Thursday, April 19, 2018

Rampage: The Rock Is A Magic Man


I'm convinced that Dwayne "The Rock" Johnson made a deal with the Devil because there's no reason the dude should be a huge as he is. I mean, seriously... no one actually wanted to see the new Jumanji movie. Most scoffed that it looked like a cheap knock off that sullied the late Robin Williams' name. Yet, it made a TON of money and no one walked out of the movie hating it. For the good part of the 20-teens, The Rock has been able to smolder his way through movies and make us love him. And none of the movies are all that great is the thing! With a less affable actor on board, they wouldn't have made shit. He single-handedly revitalized the Fast and Furious franchise. Vin Diesel's career was all but over and then came this mountain of a man to breath fresh life into an already exhausted franchise. Central Intelligence was just okay, Baywatch was humorous at best, hell, the dude made a damn Hercules movie fun! He's able to take mediocre source material and turn it into solid box office gold. Rampage is no different. This movie is bad. And yet... I had a great time watching it. Thanks, in large part... to the man, the myth, the rampager... Dwayne Johnson.
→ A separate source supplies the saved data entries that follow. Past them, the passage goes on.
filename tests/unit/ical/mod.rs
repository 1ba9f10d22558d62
mod codec_tests;
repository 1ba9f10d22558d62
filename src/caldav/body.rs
//! CalDAV XML request-body builders.
//!
//! Plain string assembly, one builder per report/propfind shape. All bodies
//! declare `DAV:` as the default namespace and bind the CalDAV and
//! CalendarServer namespaces to the `C:` and `CS:` prefixes at the root.

use chrono::{DateTime, Utc};

use crate::webdav::xml::{escape_xml, ns};

const CALDAV_TIME_FMT: &str = "%Y%m%dT%H%M%SZ";

/// Format an instant the way CalDAV `time-range` filters expect it.
pub fn format_caldav_utc(t: &DateTime<Utc>) -> String {
    t.format(CALDAV_TIME_FMT).to_string()
}

/// PROPFIND body for `current-user-principal`.
pub fn current_user_principal_body() -> String {
    r#"<propfind xmlns="DAV:"><prop><current-user-principal/></prop></propfind>"#.to_string()
}

/// PROPFIND body for `calendar-home-set`.
pub fn calendar_home_set_body() -> String {
    format!(
        r#"<propfind xmlns="DAV:" xmlns:C="{caldav}"><prop><C:calendar-home-set/></prop></propfind>"#,
        caldav = ns::CALDAV
    )
}

/// Depth-1 PROPFIND body for listing the collections under a home set.
pub fn calendar_list_body() -> String {
    format!(
        concat!(
            r#"<propfind xmlns="DAV:" xmlns:C="{caldav}" xmlns:CS="{cs}">"#,
            "<prop>",
            "<displayname/>",
            "<resourcetype/>",
            "<C:calendar-description/>",
            "<C:calendar-color/>",
            "<C:supported-calendar-component-set/>",
            "<CS:getctag/>",
            "<sync-token/>",
            "</prop>",
            "</propfind>"
        ),
        caldav = ns::CALDAV,
        cs = ns::CALENDARSERVER
    )
}

/// Depth-0 PROPFIND body for the collection CTag.
pub fn ctag_body() -> String {
    format!(
        r#"<propfind xmlns="DAV:" xmlns:CS="{cs}"><prop><CS:getctag/></prop></propfind>"#,
        cs = ns::CALENDARSERVER
    )
}

/// Depth-0 PROPFIND body for the RFC 6578 sync token.
pub fn sync_token_body() -> String {
    r#"<propfind xmlns="DAV:"><prop><sync-token/></prop></propfind>"#.to_string()
}

/// `calendar-query` REPORT body filtered to VEVENTs, optionally bounded by
/// a UTC time range. With `include_data` false the body requests ETags only
/// and carries no `calendar-data` element.
pub fn calendar_query_body(
    range: Option<(&DateTime<Utc>, &DateTime<Utc>)>,
    include_data: bool,
) -> String {
    let mut body = format!(
        r#"<C:calendar-query xmlns="DAV:" xmlns:C="{caldav}"><prop><getetag/>"#,
        caldav = ns::CALDAV
    );
    if include_data {
        body.push_str("<C:calendar-data/>");
    }
    body.push_str("</prop>");
    body.push_str(r#"<C:filter><C:comp-filter name="VCALENDAR"><C:comp-filter name="VEVENT">"#);
    if let Some((start, end)) = range {
        body.push_str(&format!(
            r#"<C:time-range start="{}" end="{}"/>"#,
            format_caldav_utc(start),
            format_caldav_utc(end)
        ));
    }
    body.push_str("</C:comp-filter></C:comp-filter></C:filter></C:calendar-query>");
    body
}

/// `calendar-multiget` REPORT body. Returns `None` when no non-empty hrefs
/// remain — callers skip the round trip entirely.
pub fn calendar_multiget_body<I, S>(hrefs: I) -> Option<String>
where
    I: IntoIterator<Item = S>,
    S: AsRef<str>,
{
    let mut href_xml = String::new();
    let mut total = 0usize;
    for href in hrefs {
        let href = href.as_ref();
        if href.is_empty() {
            continue;
        }
        total += 1;
        href_xml.push_str("<href>");
        href_xml.push_str(&escape_xml(href));
        href_xml.push_str("</href>");
    }
    if total == 0 {
        return None;
    }

    let mut body = format!(
        r#"<C:calendar-multiget xmlns="DAV:" xmlns:C="{caldav}"><prop><getetag/><C:calendar-data/></prop>"#,
        caldav = ns::CALDAV
    );
    body.push_str(&href_xml);
    body.push_str("</C:calendar-multiget>");
    Some(body)
}

/// RFC 6578 `sync-collection` REPORT body. An empty token (initial sync)
/// becomes a self-closing element.
pub fn sync_collection_body(sync_token: &str) -> String {
    let mut body = format!(
        r#"<sync-collection xmlns="DAV:" xmlns:C="{caldav}">"#,
        caldav = ns::CALDAV
    );
    if sync_token.is_empty() {
        body.push_str("<sync-token/>");
    } else {
        body.push_str("<sync-token>");
        body.push_str(&escape_xml(sync_token));
        body.push_str("</sync-token>");
    }
    body.push_str("<sync-level>1</sync-level>");
    body.push_str("<prop><getetag/><C:calendar-data/></prop>");
    body.push_str("</sync-collection>");
    body
}

/// `MKCALENDAR` body with a display name and optional description.
pub fn mkcalendar_body(display_name: &str, description: Option<&str>) -> String {
    let mut body = format!(
        r#"<C:mkcalendar xmlns="DAV:" xmlns:C="{caldav}"><set><prop>"#,
        caldav = ns::CALDAV
    );
    body.push_str("<displayname>");
    body.push_str(&escape_xml(display_name));
    body.push_str("</displayname>");
    if let Some(desc) = description {
        body.push_str("<C:calendar-description>");
        body.push_str(&escape_xml(desc));
        body.push_str("</C:calendar-description>");
    }
    body.push_str("</prop></set></C:mkcalendar>");
    body
}
//! Parsed shapes of the WebDAV wire protocol.

use crate::common::quirks::QuirkProfile;
use crate::webdav::xml::ns;

/// WebDAV `Depth` header.
#[derive(Debug, Clone, Copy, PartialEq, Eq)]
pub enum Depth {
    Zero,
    One,
    Infinity,
}

impl Depth {
    pub fn as_str(self) -> &'static str {
        match self {
            Depth::Zero => "0",
            Depth::One => "1",
            Depth::Infinity => "infinity",
        }
    }
}

/// Namespace-qualified element name. An empty namespace means the element's
/// prefix could not be resolved (tolerated under lenient quirk profiles).
#[derive(Debug, Clone, PartialEq, Eq, Hash)]
pub struct QName {
    pub ns: String,
    pub local: String,
}

impl QName {
    pub fn new(ns: impl Into<String>, local: impl Into<String>) -> Self {
        Self {
            ns: ns.into(),
            local: local.into(),
        }
    }

    pub fn dav(local: &str) -> Self {
        Self::new(ns::DAV, local)
    }

    pub fn caldav(local: &str) -> Self {
        Self::new(ns::CALDAV, local)
    }

    pub fn calendarserver(local: &str) -> Self {
        Self::new(ns::CALENDARSERVER, local)
    }

    /// Exact match, or local-name-only match when `lenient` and the parsed
    /// element carried no resolvable namespace.
    pub fn matches(&self, target_ns: &str, local: &str, lenient: bool) -> bool {
        if !self.local.eq_ignore_ascii_case(local) {
            return false;
        }
        self.ns == target_ns || (lenient && self.ns.is_empty())
    }
}

/// Value of one property inside a `propstat` block.
///
/// `text` collects the (whitespace-normalized) character content of the
/// property element itself; `calendar-data`/`calendar-timezone` payloads are
/// preserved byte-for-byte instead. `hrefs` collects `<href>` children
/// (principals, home sets), `children` the names of nested elements
/// (`resourcetype`), and `components` the `name` attributes of CalDAV
/// `<comp>` children.
#[derive(Debug, Clone, Default, PartialEq)]
pub struct PropValue {
    pub text: String,
    pub hrefs: Vec<String>,
    pub children: Vec<QName>,
    pub components: Vec<String>,
}

impl PropValue {
    /// Text content, or `None` when empty.
    pub fn text_opt(&self) -> Option<&str> {
        if self.text.is_empty() {
            None
        } else {
            Some(self.text.as_str())
        }
    }

    /// Whether any nested element matches `(ns, local)`.
    pub fn has_child(&self, target_ns: &str, local: &str, lenient: bool) -> bool {
        self.children.iter().any(|c| c.matches(target_ns, local, lenient))
    }
}

/// One `propstat` block: a status code and the properties it covers.
#[derive(Debug, Clone, Default)]
pub struct Propstat {
    pub status: u16,
    pub props: Vec<(QName, PropValue)>,
}

impl Propstat {
    pub fn is_ok(&self) -> bool {
        (200..300).contains(&self.status)
    }
}

/// One `response` element of a `207 Multi-Status` body.
#[derive(Debug, Clone, Default)]
pub struct ResponseEntry {
    pub href: String,
    /// Resource-level status (`<response><status>`), used by
    /// `sync-collection` to signal removed resources.
    pub status: Option<u16>,
    pub propstats: Vec<Propstat>,
}

impl ResponseEntry {
    /// Look up a property in the 2xx propstat blocks.
    pub fn prop(&self, target_ns: &str, local: &str, quirks: &QuirkProfile) -> Option<&PropValue> {
        let lenient = quirks.dav_namespace_lenient;
        self.propstats
            .iter()
            .filter(|ps| ps.is_ok())
            .flat_map(|ps| ps.props.iter())
            .find(|(name, _)| name.matches(target_ns, local, lenient))
            .map(|(_, value)| value)
    }

    /// Status reported for a specific property, regardless of propstat
    /// block.
    pub fn prop_status(&self, target_ns: &str, local: &str, quirks: &QuirkProfile) -> Option<u16> {
        let lenient = quirks.dav_namespace_lenient;
        self.propstats
            .iter()
            .find(|ps| {
                ps.props
                    .iter()
                    .any(|(name, _)| name.matches(target_ns, local, lenient))
            })
            .map(|ps| ps.status)
    }

    /// The resource is reported gone: a 404 or 410 either at the resource
    /// level or as the only propstat status.
    pub fn is_gone(&self) -> bool {
        if matches!(self.status, Some(404) | Some(410)) {
            return true;
        }
        !self.propstats.is_empty()
            && self
                .propstats
                .iter()
                .all(|ps| ps.status == 404 || ps.status == 410)
    }
}

/// A parsed `207 Multi-Status` response.
#[derive(Debug, Clone, Default)]
pub struct Multistatus {
    pub responses: Vec<ResponseEntry>,
    /// Top-level RFC 6578 `sync-token`, when the body carried one.
    pub sync_token: Option<String>,
}
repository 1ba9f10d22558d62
mod body_tests;
mod client_tests;
pub mod compression;
pub mod error;
pub mod http;
pub mod quirks;
pub mod transport;

pub use compression::{ContentEncoding, add_accept_encoding, detect_encoding};
pub use error::{DavError, DavResult};
pub use http::{HyperClient, HyperTransport, build_hyper_client};
pub use quirks::{AuthScheme, QuirkProfile};
pub use transport::{
    Credentials, HttpRequest, HttpResponse, HttpTransport, MAX_RESPONSE_BYTES, TransportConfig,
    TransportError,
};
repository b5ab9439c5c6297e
//! Persisted domain model for the inventory core.
//!
//! # Responsibility
//! - Define the entity shapes owned by the SQLite store.
//! - Keep persistence shapes separate from wire-facing DTOs (`crate::dto`).
//!
//! # Invariants
//! - Identities are store-assigned integers; `id = None` means "not yet
//!   persisted".
//! - Referential links (`Article -> Category`, `SupplierOrder -> Supplier`)
//!   are plain foreign-key ids, never embedded entities.

pub mod article;
pub mod category;
pub mod supplier;
pub mod supplier_order;
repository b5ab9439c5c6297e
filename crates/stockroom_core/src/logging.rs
//! Core logging bootstrap.
//!
//! # Responsibility
//! - Initialize file-based rolling logs exactly once per process.
//! - Emit stable, metadata-only diagnostic events from core.
//!
//! # Invariants
//! - Logging init is idempotent for the same configuration.
//! - Re-initialization with a conflicting level or directory is rejected.
//! - Initialization never panics.

use flexi_logger::{Cleanup, Criterion, FileSpec, Logger, LoggerHandle, Naming, WriteMode};
use log::info;
use once_cell::sync::OnceCell;
use std::path::{Path, PathBuf};

const LOG_FILE_BASENAME: &str = "stockroom";
const MAX_LOG_FILE_SIZE_BYTES: u64 = 10 * 1024 * 1024;
const MAX_LOG_FILES: usize = 5;

static LOGGING_STATE: OnceCell<LoggingState> = OnceCell::new();

struct LoggingState {
    level: &'static str,
    log_dir: PathBuf,
    _logger: LoggerHandle,
}

/// Initializes core logging with level and directory.
///
/// # Errors
/// - Returns an error when `level` is unsupported.
/// - Returns an error when `log_dir` is empty, non-absolute, or cannot be
///   created.
/// - Returns an error when logging was already initialized with a
///   conflicting configuration.
pub fn init_logging(level: &str, log_dir: &str) -> Result<(), String> {
    let level = normalize_level(level)?;
    let log_dir = normalize_log_dir(log_dir)?;

    let state = LOGGING_STATE.get_or_try_init(|| start_logger(level, log_dir.clone()))?;

    if state.level != level {
        return Err(format!(
            "logging already initialized with level `{}`; refusing to switch to `{level}`",
            state.level
        ));
    }
    if state.log_dir != log_dir {
        return Err(format!(
            "logging already initialized at `{}`; refusing to switch to `{}`",
            state.log_dir.display(),
            log_dir.display()
        ));
    }

    Ok(())
}

/// Returns `(level, log_dir)` when logging is active, `None` otherwise.
pub fn logging_status() -> Option<(&'static str, PathBuf)> {
    LOGGING_STATE
        .get()
        .map(|state| (state.level, state.log_dir.clone()))
}

/// Returns the default log level for the current build mode.
pub fn default_log_level() -> &'static str {
    if cfg!(debug_assertions) {
        "debug"
    } else {
        "info"
    }
}

fn start_logger(level: &'static str, log_dir: PathBuf) -> Result<LoggingState, String> {
    std::fs::create_dir_all(&log_dir).map_err(|err| {
        format!(
            "failed to create log directory `{}`: {err}",
            log_dir.display()
        )
    })?;

    let logger = Logger::try_with_str(level)
        .map_err(|err| format!("invalid log level `{level}`: {err}"))?
        .log_to_file(
            FileSpec::default()
                .directory(log_dir.as_path())
                .basename(LOG_FILE_BASENAME),
        )
        .rotate(
            Criterion::Size(MAX_LOG_FILE_SIZE_BYTES),
            Naming::Numbers,
            Cleanup::KeepLogFiles(MAX_LOG_FILES),
        )
        .write_mode(WriteMode::BufferAndFlush)
        .append()
        .format_for_files(flexi_logger::detailed_format)
        .start()
        .map_err(|err| format!("failed to start logger: {err}"))?;

    info!(
        "event=core_init module=core status=ok level={level} log_dir={} version={}",
        log_dir.display(),
        env!("CARGO_PKG_VERSION")
    );

    Ok(LoggingState {
        level,
        log_dir,
        _logger: logger,
    })
}

fn normalize_level(level: &str) -> Result<&'static str, String> {
    match level.trim().to_ascii_lowercase().as_str() {
        "trace" => Ok("trace"),
        "debug" => Ok("debug"),
        "info" => Ok("info"),
        "warn" | "warning" => Ok("warn"),
        "error" => Ok("error"),
        other => Err(format!(
            "unsupported log level `{other}`; expected trace|debug|info|warn|error"
        )),
    }
}

fn normalize_log_dir(log_dir: &str) -> Result<PathBuf, String> {
    let trimmed = log_dir.trim();
    if trimmed.is_empty() {
        return Err("log_dir cannot be empty".to_string());
    }
    let path = Path::new(trimmed);
    if !path.is_absolute() {
        return Err(format!("log_dir must be an absolute path, got `{trimmed}`"));
    }
    Ok(path.to_path_buf())
}

#[cfg(test)]
mod tests {
    use super::{normalize_level, normalize_log_dir};

    #[test]
    fn normalize_level_accepts_known_values() {
        assert_eq!(normalize_level("INFO").unwrap(), "info");
        assert_eq!(normalize_level(" warning ").unwrap(), "warn");
        assert!(normalize_level("loud").is_err());
    }

    #[test]
    fn normalize_log_dir_rejects_relative_and_empty_paths() {
        assert!(normalize_log_dir("  ").is_err());
        let error = normalize_log_dir("logs/dev").unwrap_err();
        assert!(error.contains("absolute"));
    }
}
The plot of the film... well, the plot of the film matters little. The Rock is a monkey doctor. Or a monkey wrangler. He's a monkey taker-carer and his albino gorilla, George, is his best friend. A pathogen created by a shady company is aboard a space station. The space station explodes. The containers holding the pathogens make it through Earth's atmosphere without burning up and land in the zoo next to George's enclosure. He ingests the pathogen and it turns him humongous and angry. The pathogen also lands in the wilderness where a wolf inhales the green chemical as well as a swamp where it affects a gator. Enter an ex-employee of the shady company, Dr. Caldwell (Naomie Harris) who knows how to find the cure for big ol' George. Enter dickhead, self-proclaimed "cowboy" government agent Harvey Russell (Jeffrey Dean Morgan) to take over the "situation" and totally mess everything up. Enter head of the evil corporation Claire Wyden (Malin Akerman). Through this laundry list of people, they inadvertantly lead huge, angry George, evil flying wolf, and croc the size of a football field to the middle of the city where they, indeed, RAMPAGE the shit out of it.

Rampage reunites The Rock with his San Andreas director Brad Peyton, so we already know the two have some sort of chemistry and together can make a fun disaster-type movie. Instead of bad weather, we've got mutant animals rampaging through town. But, the movie is bad. It's really, really bad. But, and I'm sure you've already realized this-- it's fun bad. It's fun to laugh at how bad the movie is until the monsters do their destruction and then have to (of course) fight one another. The Rock is really there to keep us happy in our seats, so we don't get the urge to walk back to the box office and demand our money back. Because it's really, really bad. The dialogue, in particular, is the worst part. Evil Claire is there to spell out in excruciating detail her evil plan. Harvey is there to do a piss-poor southern accent and grin like a moron all the while spouting cowboy cliches and causing minor conflict for The Rock. Caldwell is there to look good next to The Rock and give his character answers to lingering questions he has. And all of it is junky and schlocky and bone-headed... but damn it if I didn't have a really good time watching the movie.

There is a significant amount of destruction caused within the film and wayyyyy more casualties than I expected, and some of the fights with the "monsters" are a little shaky and fast... but because The Rock runs around fighting back with them-- it works. He saves the movie from being just another forgettable creature feature. The latest Godzilla was a mess and arguably worse than the hated 2008 Matthew Broderick incantation... but I'm willing to bet had they cast The Rock in that film... it'd have made triple the money and be remembered as America's best Godzilla movie ever made. As strange as it sounds-- a movie about a giant albino gorilla, an evil flying wolf, and a massive teeth'd out crocodile shouldn't fail no matter who the star is. But without The Rock... the movie wouldn't have made any money, any sense, and anyone leave the theater feeling like they had a hell of a good time.

Look, video game movie adaptations suck. The Rock doesn't. You figure it out.